Podcasting. I have to admit I got a bit stuck on this one – I decided to leave it until ‘after I’d returned from holiday’ and since then I’ve been procrastinating and putting off doing my homework (never do today that which can be left until tomorrow – that’s my motto!). HOWEVER! I have now done it (and it wasn’t as painful as I thought) and will attempt to collect some semi-sensible thoughts on the uses, or otherwise, of podcasting.

Sandy ToksvigI’ve never really used podcasts before – I mean, I’ve been aware of them for ages and keep thinking to myself every time I miss an episode of The News Quiz ”I really should sign up for their podcasts’, but somehow never get round to it. I wouldn’t necessarily  search out media on specific subjects, there are things I like to listen to but if I haven’t made the effort to catch up on iPlayer then the chances it wasn’t that important to me anyway and it’s no great loss. That being said – I do use the BBC’s iPlayer regularly, and I have been known to watch the odd TED talk now and again (I would particularly recommend Maz Jobrani’s Did you hear the one about the Iranian-American? and Alain de Botton’s Kinder, gentler philosophy of success).

Personal use aside, I think I’d have to class podcasts in the ‘gimmick-nonessential’ group of Things. If you have enough time on your hands, and the final product looks really good, then a podcast could be a real asset to your library website. But if you and your staff are pushed for time then there are 101 other directions in which your time could be better spent (ok, maybe 101 is an exaggeration). I do, however, have to confess to aspiring to Ninja Librarian status – which Library School teaches that, I wonder?

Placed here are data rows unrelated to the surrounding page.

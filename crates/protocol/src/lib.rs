//! The proxy's knowledge of the RPC surface it fronts: a static registry
//! mapping every routable method to its scope, operation type and repository
//! field path, plus wire-format helpers which peek into and rewrite opaque
//! request frames along those paths without a schema.

mod peek;
mod registry;

pub use peek::{peek_repository, peek_string, rewrite_string};
pub use registry::{MethodInfo, Operation, Registry, Scope};

/// Field number of `storage_name` within `vault.Repository`.
pub const REPOSITORY_STORAGE_FIELD: u32 = 1;

#[derive(Debug, thiserror::Error)]
pub enum ProtocolError {
    #[error("request frame is truncated or malformed at byte {0}")]
    Malformed(usize),
    #[error("field {field} is missing from the request frame")]
    MissingField { field: u32 },
    #[error("field {field} has wire type {wire_type}, expected length-delimited")]
    UnexpectedWireType { field: u32, wire_type: u8 },
    #[error("failed to decode repository message: {0}")]
    Decode(#[from] prost::DecodeError),
}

JISC has some podcasts on interesting professional topics, such as the Future of Libraries and Library spaces for the ‘Google Generation‘, but I’m not sure I agree with the use of Podcasting for library tours etc. Yes, they would be useful as a ‘quick reference’ tool, but nothing to replace face-to-face contact with users (which I think we should be encouraging more of).

To summarise, then: Podcasting seems to be an engaging way of disseminating information to users and information professionals alike, but for your ‘average library’ (whatever one of them may be) it’s probably only the icing on the cake – much better to get the actual cake sorted out first 🙂



  1. TraineeMermaid Said:

    Yes, interesting post and I agree with much of what you say. Even better is the cake ….!

  2. Mmm… cake. And yes – podcasting is all fine and dandy if you’re a big place, but it take a lot of effort (I imagine) to do it well.

    On a vaguely connected note, did you get the email about the upcoming launch of the Cambridge Libraries video?

    • whispersinthewilderness Said:

      I did indeed get the email, thank you for checking! Unfortunately won’t be able to attend as I am otherwise engaged that evening.